TiVo filed the suit to protect its 1998 patent in a federal court in Texas on Monday, seeking an injunction against new sales of DVR-enabled boxes along with monetary damages.
Among the key TiVo inventions protected by the Time Warp patent are a method for recording one program while playing back another, watching a program as it is recording and a storage format that supports advanced capabilities like pausing live television broadcast, fast-forwarding, rewinding, instant replays and slow motion.
"We've invested in building a comprehensive patent portfolio to protect our intellectual property and, as the DVR category grows, we will be aggressive in protecting those assets," TiVo chief exec Mike Ramsay said in a statement Monday.
Analysts, however, are dubious about TiVo's chances of fighting off a rising tide of similar technologies being deployed by both satellite and cable operators. Skeptics also note that lawsuits rarely work as a revenue stream, as Gemstar-TV Guide discovered to its chagrin over the past few years of failed patent suits for its on-screen TV program guide.

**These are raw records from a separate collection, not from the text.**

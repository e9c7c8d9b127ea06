//! Form validators: raw input -> normalized draft, or a `ValidationError`
//! with nothing written.

use ldk_schemas::{
    ClientDraft, ClientInput, MeridianItemDraft, MeridianItemInput, MklOrderDraft, MklOrderInput,
    ValidationError, UNNAMED_PRODUCT,
};

use crate::numeric::{
    clamp_int, snap_int, AX_MAX, AX_MIN, BC, CYL, DIAMETER_MAX, DIAMETER_MIN, DIAMETER_STEP,
    QTY_MAX, QTY_MIN, SPH,
};
use crate::phone::only_digits;

fn required(field: &'static str, value: &str) -> Result<String, ValidationError> {
    let t = value.trim();
    if t.is_empty() {
        return Err(ValidationError::MissingField(field));
    }
    Ok(t.to_string())
}

fn finite(field: &'static str, value: Option<f64>) -> Result<Option<f64>, ValidationError> {
    match value {
        Some(v) if !v.is_finite() => Err(ValidationError::NonFinite(field)),
        other => Ok(other),
    }
}

fn required_phone(value: &str) -> Result<String, ValidationError> {
    let digits = only_digits(value);
    if digits.is_empty() {
        return Err(ValidationError::MissingField("phone"));
    }
    Ok(digits)
}

pub fn validate_mkl_order(input: &MklOrderInput) -> Result<MklOrderDraft, ValidationError> {
    let fio = required("fio", &input.fio)?;
    let phone_digits = required_phone(&input.phone)?;
    let product_name = required("product_name", &input.product_name)?;

    let sph = finite("sph", input.sph)?.ok_or(ValidationError::MissingField("sph"))?;
    let cyl = finite("cyl", input.cyl)?;
    let bc = finite("bc", input.bc)?;

    Ok(MklOrderDraft {
        fio,
        phone_digits,
        product_name,
        sph: SPH.apply(sph),
        cyl: CYL.apply_opt(cyl),
        ax: input.ax.map(|a| clamp_int(a, AX_MIN, AX_MAX) as i32),
        bc: BC.apply_opt(bc),
        qty: clamp_int(input.qty, QTY_MIN, QTY_MAX) as i32,
        comment: input.comment.trim().to_string(),
    })
}

pub fn validate_meridian_item(
    input: &MeridianItemInput,
) -> Result<MeridianItemDraft, ValidationError> {
    let product_name = match input.product_name.trim() {
        "" => UNNAMED_PRODUCT.to_string(),
        t => t.to_string(),
    };
    let sph = finite("sph", input.sph)?;
    let cyl = finite("cyl", input.cyl)?;

    Ok(MeridianItemDraft {
        product_name,
        sph: SPH.apply_opt(sph),
        cyl: CYL.apply_opt(cyl),
        ax: input.ax.map(|a| clamp_int(a, AX_MIN, AX_MAX) as i32),
        diameter: input
            .diameter
            .map(|d| snap_int(d, DIAMETER_STEP, DIAMETER_MIN, DIAMETER_MAX) as i32),
        qty: clamp_int(input.qty, QTY_MIN, QTY_MAX) as i32,
    })
}

pub fn validate_client(input: &ClientInput) -> Result<ClientDraft, ValidationError> {
    Ok(ClientDraft {
        full_name: required("full_name", &input.full_name)?,
        phone_digits: required_phone(&input.phone)?,
    })
}

pub fn validate_product_name(name: &str) -> Result<String, ValidationError> {
    required("name", name)
}

#[cfg(test)]
mod tests {
    use super::*;

    fn mkl_input() -> MklOrderInput {
        MklOrderInput {
            fio: "  Иванов Иван ".to_string(),
            phone: "+7 (912) 345-67-89".to_string(),
            product_name: "Air Optix Aqua".to_string(),
            sph: Some(-1.30),
            cyl: None,
            ax: Some(200),
            bc: Some(8.64),
            qty: 0,
            comment: " позвонить ".to_string(),
        }
    }

    #[test]
    fn mkl_order_is_normalized() {
        let d = validate_mkl_order(&mkl_input()).unwrap();
        assert_eq!(d.fio, "Иванов Иван");
        assert_eq!(d.phone_digits, "79123456789");
        assert_eq!(d.sph, -1.25);
        assert_eq!(d.cyl, None);
        assert_eq!(d.ax, Some(180));
        assert_eq!(d.bc, Some(8.6));
        assert_eq!(d.qty, 1);
        assert_eq!(d.comment, "позвонить");
    }

    #[test]
    fn mkl_order_requires_identity_product_and_sph() {
        let mut i = mkl_input();
        i.fio = "   ".into();
        assert_eq!(validate_mkl_order(&i), Err(ValidationError::MissingField("fio")));

        let mut i = mkl_input();
        i.phone = "n/a".into();
        assert_eq!(validate_mkl_order(&i), Err(ValidationError::MissingField("phone")));

        let mut i = mkl_input();
        i.product_name = String::new();
        assert_eq!(
            validate_mkl_order(&i),
            Err(ValidationError::MissingField("product_name"))
        );

        let mut i = mkl_input();
        i.sph = None;
        assert_eq!(validate_mkl_order(&i), Err(ValidationError::MissingField("sph")));

        let mut i = mkl_input();
        i.cyl = Some(f64::NAN);
        assert_eq!(validate_mkl_order(&i), Err(ValidationError::NonFinite("cyl")));
    }

    #[test]
    fn meridian_item_defaults_blank_product_and_snaps_diameter() {
        let d = validate_meridian_item(&MeridianItemInput {
            product_name: "  ".into(),
            sph: Some(2.1),
            cyl: Some(-0.3),
            ax: Some(-5),
            diameter: Some(72),
            qty: 99,
        })
        .unwrap();
        assert_eq!(d.product_name, UNNAMED_PRODUCT);
        assert_eq!(d.sph, Some(2.0));
        assert_eq!(d.cyl, Some(-0.25));
        assert_eq!(d.ax, Some(0));
        assert_eq!(d.diameter, Some(70));
        assert_eq!(d.qty, 20);
    }

    #[test]
    fn client_requires_name_and_digits() {
        assert!(validate_client(&ClientInput {
            full_name: "Петров".into(),
            phone: "8 912 000 00 00".into()
        })
        .is_ok());
        assert_eq!(
            validate_client(&ClientInput { full_name: "".into(), phone: "1".into() }),
            Err(ValidationError::MissingField("full_name"))
        );
        assert_eq!(validate_product_name("  "), Err(ValidationError::MissingField("name")));
    }
}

TiVo is struggling to maintain its brand lead as it faces increasing competition from cable operators that are rolling out integrated DVRs built by set-top makers Scientific-Atlanta and Motorola. TiVo's lucrative distribution deal with satellite leader DirecTV is also in jeopardy as new owner News Corp. is widely expected to start pushing its own DVR box while marginalizing or reducing the royalty rate it pays to TiVo. Currently, some 709,000 DirecTV subs have a TiVo box.